EXERCISE DESCRIPTION | Narrow the data below down to the lines containing "backend".

Stored data |
Start of Block
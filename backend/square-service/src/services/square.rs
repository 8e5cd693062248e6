//! Stream page assembly
//!
//! Owns the request-level protocol around the engine: the anti-addiction
//! extension cap, kind/seed/subtype validation, the randomized subtype
//! fallback pool, seed injection on the first page, per-item payload
//! serialization, and next-cursor computation.

use std::sync::Arc;

use rand::seq::SliceRandom;
use rand::RngCore;
use tracing::{debug, info, warn};

use crate::error::{AppError, Result};
use crate::metrics::{STREAM_PAGE_SIZE, STREAM_REQUEST_TOTAL};
use crate::models::{StreamEntry, StreamItem, StreamResponse, Subtype, Viewer};
use crate::registry::ContentSourceRegistry;
use crate::services::store::{CandidateStore, ItemSerializer};
use crate::stream::engine::StreamEngine;
use crate::stream::{Cursor, UsedIds, MAX_EXTENSIONS, PAGE_SIZE};

/// One validated stream request. `cursor` is the raw client token; decoding
/// is lenient and happens during assembly.
#[derive(Debug, Clone)]
pub struct StreamRequest {
    pub kind: String,
    pub seed_id: i64,
    pub cursor: Option<String>,
    pub extension: u32,
    pub viewer: Viewer,
}

pub struct SquareService {
    registry: Arc<ContentSourceRegistry>,
    store: Arc<dyn CandidateStore>,
    serializer: Arc<dyn ItemSerializer>,
    engine: StreamEngine,
}

impl SquareService {
    pub fn new(
        registry: Arc<ContentSourceRegistry>,
        store: Arc<dyn CandidateStore>,
        serializer: Arc<dyn ItemSerializer>,
    ) -> Self {
        Self {
            registry,
            store,
            serializer,
            engine: StreamEngine::default(),
        }
    }

    /// Assemble one stream page. All mutable assembly state (used ids, the
    /// subtype pool, the running result list) lives inside this call and is
    /// discarded with it; concurrent requests need no coordination.
    pub async fn assemble(
        &self,
        req: &StreamRequest,
        rng: &mut dyn RngCore,
    ) -> Result<StreamResponse> {
        // The hard cap comes before everything except parameter presence:
        // no kind/seed/cursor validation, no data access.
        if req.extension >= MAX_EXTENSIONS {
            info!(ext = req.extension, "stream extension cap reached");
            STREAM_REQUEST_TOTAL
                .with_label_values(&["limit_reached"])
                .inc();
            return Ok(StreamResponse::limit_reached());
        }

        let source = self
            .registry
            .get(&req.kind)
            .ok_or_else(|| AppError::BadRequest(format!("Unknown content kind: {}", req.kind)))?;

        let seed_record = self
            .store
            .load_seed(&source.kind, req.seed_id)
            .await?
            .ok_or_else(|| {
                AppError::NotFound(format!("{} {} does not exist", source.kind, req.seed_id))
            })?;

        let seed_subtype = source.subtype_rule.resolve(&seed_record).ok_or_else(|| {
            AppError::BadRequest(format!(
                "{} {} has no resolvable subtype",
                source.kind, req.seed_id
            ))
        })?;

        // Malformed cursors degrade to a fresh first page, never an error.
        let cursor = req.cursor.as_deref().and_then(Cursor::decode);
        let first_page = cursor.is_none();
        let effective_limit = if first_page { PAGE_SIZE - 1 } else { PAGE_SIZE };

        debug!(
            kind = %source.kind,
            seed_id = req.seed_id,
            subtype = %seed_subtype,
            ext = req.extension,
            has_cursor = !first_page,
            "assembling stream page"
        );

        let seed_item = StreamItem {
            kind: source.kind.clone(),
            record: seed_record,
        };
        let mut used = UsedIds::seeded(seed_item.id());
        let mut collected: Vec<StreamItem> = Vec::new();

        let pool = subtype_pool(seed_subtype, source.subtype_fallback, rng);
        for (idx, subtype) in pool.iter().enumerate() {
            let remaining = effective_limit.saturating_sub(collected.len());
            if remaining == 0 {
                break;
            }
            let records = match self
                .store
                .candidates(&source.kind, req.viewer, *subtype, &seed_item.record)
                .await
            {
                Ok(records) => records,
                // A broken fallback subtype degrades feed quality instead of
                // breaking the response; the seed's own subtype propagates.
                Err(e) if idx > 0 => {
                    warn!(kind = %source.kind, subtype = %subtype, "candidate read failed, skipping subtype: {}", e);
                    Vec::new()
                }
                Err(e) => return Err(e),
            };
            let base: Vec<StreamItem> = records
                .into_iter()
                .map(|record| StreamItem {
                    kind: source.kind.clone(),
                    record,
                })
                .collect();
            let page = self.engine.apply(
                base,
                &seed_item,
                req.viewer,
                cursor.as_ref(),
                remaining,
                &mut used,
            );
            collected.extend(page);
        }

        let mut emitted: Vec<StreamItem> = Vec::with_capacity(collected.len() + 1);
        if first_page {
            // The seed appears exactly once per session, on the first page.
            emitted.push(seed_item.clone());
        }
        emitted.extend(collected);

        if emitted.is_empty() {
            info!(kind = %source.kind, seed_id = req.seed_id, "stream page exhausted");
            STREAM_REQUEST_TOTAL.with_label_values(&["empty"]).inc();
            return Ok(StreamResponse::empty(seed_subtype, req.extension));
        }

        let next = emitted
            .last()
            .map(|item| Cursor::from_item(item).encode());
        let results = self.serialize_entries(&emitted).await;

        info!(
            kind = %source.kind,
            seed_id = req.seed_id,
            items = results.len(),
            ext = req.extension,
            "stream page assembled"
        );
        STREAM_REQUEST_TOTAL.with_label_values(&["page"]).inc();
        STREAM_PAGE_SIZE.observe(results.len() as f64);

        Ok(StreamResponse::page(
            next,
            results,
            seed_subtype,
            req.extension,
        ))
    }

    /// Serialize payloads per item; a failed preview degrades to an empty
    /// payload block rather than dropping the item or failing the page.
    async fn serialize_entries(&self, items: &[StreamItem]) -> Vec<StreamEntry> {
        let mut entries = Vec::with_capacity(items.len());
        for item in items {
            let payload = match self.serializer.payload(&item.kind, &item.record).await {
                Ok(payload) => payload,
                Err(e) => {
                    warn!(kind = %item.kind, id = item.id(), "payload serialization failed: {}", e);
                    serde_json::json!({})
                }
            };
            entries.push(StreamEntry {
                kind: item.kind.clone(),
                id: item.id(),
                published_at: item.published_at(),
                payload,
            });
        }
        entries
    }
}

/// Build the subtype pool for one assembly call: the seed's own subtype
/// first, then (for kinds with the fallback enabled) the remaining subtypes
/// in shuffled order. The shuffle is a fairness mechanism: when the seed's
/// subtype is starved, no single other subtype monopolizes the filler slots
/// across calls.
fn subtype_pool(seed_subtype: Subtype, fallback: bool, rng: &mut dyn RngCore) -> Vec<Subtype> {
    if !fallback {
        return vec![seed_subtype];
    }
    let mut rest: Vec<Subtype> = Subtype::ALL
        .iter()
        .copied()
        .filter(|s| *s != seed_subtype)
        .collect();
    rest.shuffle(rng);
    let mut pool = Vec::with_capacity(Subtype::ALL.len());
    pool.push(seed_subtype);
    pool.extend(rest);
    pool
}
#[async_trait]
impl ItemSerializer for BrokenSerializer {
    async fn payload(&self, _kind: &str, _record: &ContentRecord) -> Result<serde_json::Value> {
        Err(AppError::Internal("preview backend down".to_string()))
    }
}

fn request(kind: &str, seed_id: i64, cursor: Option<String>, ext: u32) -> StreamRequest {
    StreamRequest {
        kind: kind.to_string(),
        seed_id,
        cursor,
        extension: ext,
        viewer: Viewer::anonymous(),
    }
}

/// Seed moment 42 (owner 10) with three strong and two weak image candidates.
fn moment_fixture(registry: &Arc<ContentSourceRegistry>) -> Arc<MemoryStore> {
    let records = vec![
        moment(42, 10, ts(50), &["seed.jpg"]),
        // Strong: same owner, same (public) visibility.
        moment(2, 10, ts(40), &["s1.jpg"]),
        moment(3, 10, ts(30), &["s2.jpg"]),
        moment(4, 10, ts(20), &["s3.jpg"]),
        // Weak: other owners. Newer than the strong ones on purpose.
        moment(5, 20, ts(45), &["w1.jpg"]),
        moment(6, 30, ts(44), &["w2.jpg"]),
    ];
    Arc::new(MemoryStore::new(registry.clone()).with_records("moment", records))
}

fn service_over(store: Arc<MemoryStore>, registry: Arc<ContentSourceRegistry>) -> SquareService {
    let serializer = Arc::new(RegistryPayloadSerializer::new(registry.clone()));
    SquareService::new(registry, store, serializer)
}

fn result_ids(resp: &StreamResponse) -> Vec<i64> {
    resp.results.iter().map(|entry| entry.id).collect()
}

#[tokio::test]
async fn first_page_injects_seed_and_respects_tier_precedence() {
    let registry = Arc::new(default_registry().unwrap());
    let store = moment_fixture(&registry);
    let service = service_over(store, registry);

    let resp = service
        .assemble(&request("moment", 42, None, 0), &mut StdRng::seed_from_u64(1))
        .await
        .unwrap();

    // effective_limit = 4 (seed slot reserved) => 5 entries total.
    assert_eq!(result_ids(&resp), vec![42, 2, 3, 4, 5]);
    assert_eq!(resp.subtype, Some(Subtype::Image));
    assert_eq!(resp.extension, Some(0));
    assert_eq!(resp.can_continue, Some(true));
    assert!(!resp.limit_reached);

    // Next cursor derives from the last emitted item (weak candidate 5).
    let next = Cursor::decode(resp.next.as_deref().unwrap()).unwrap();
    assert_eq!(next.id, 5);
    assert_eq!(next.published_at, ts(45));
}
End of Block
OUTPUT BELOW |
filename backend/square-service/src/services/square.rs
        Err(AppError::Internal("preview backend down".to_string()))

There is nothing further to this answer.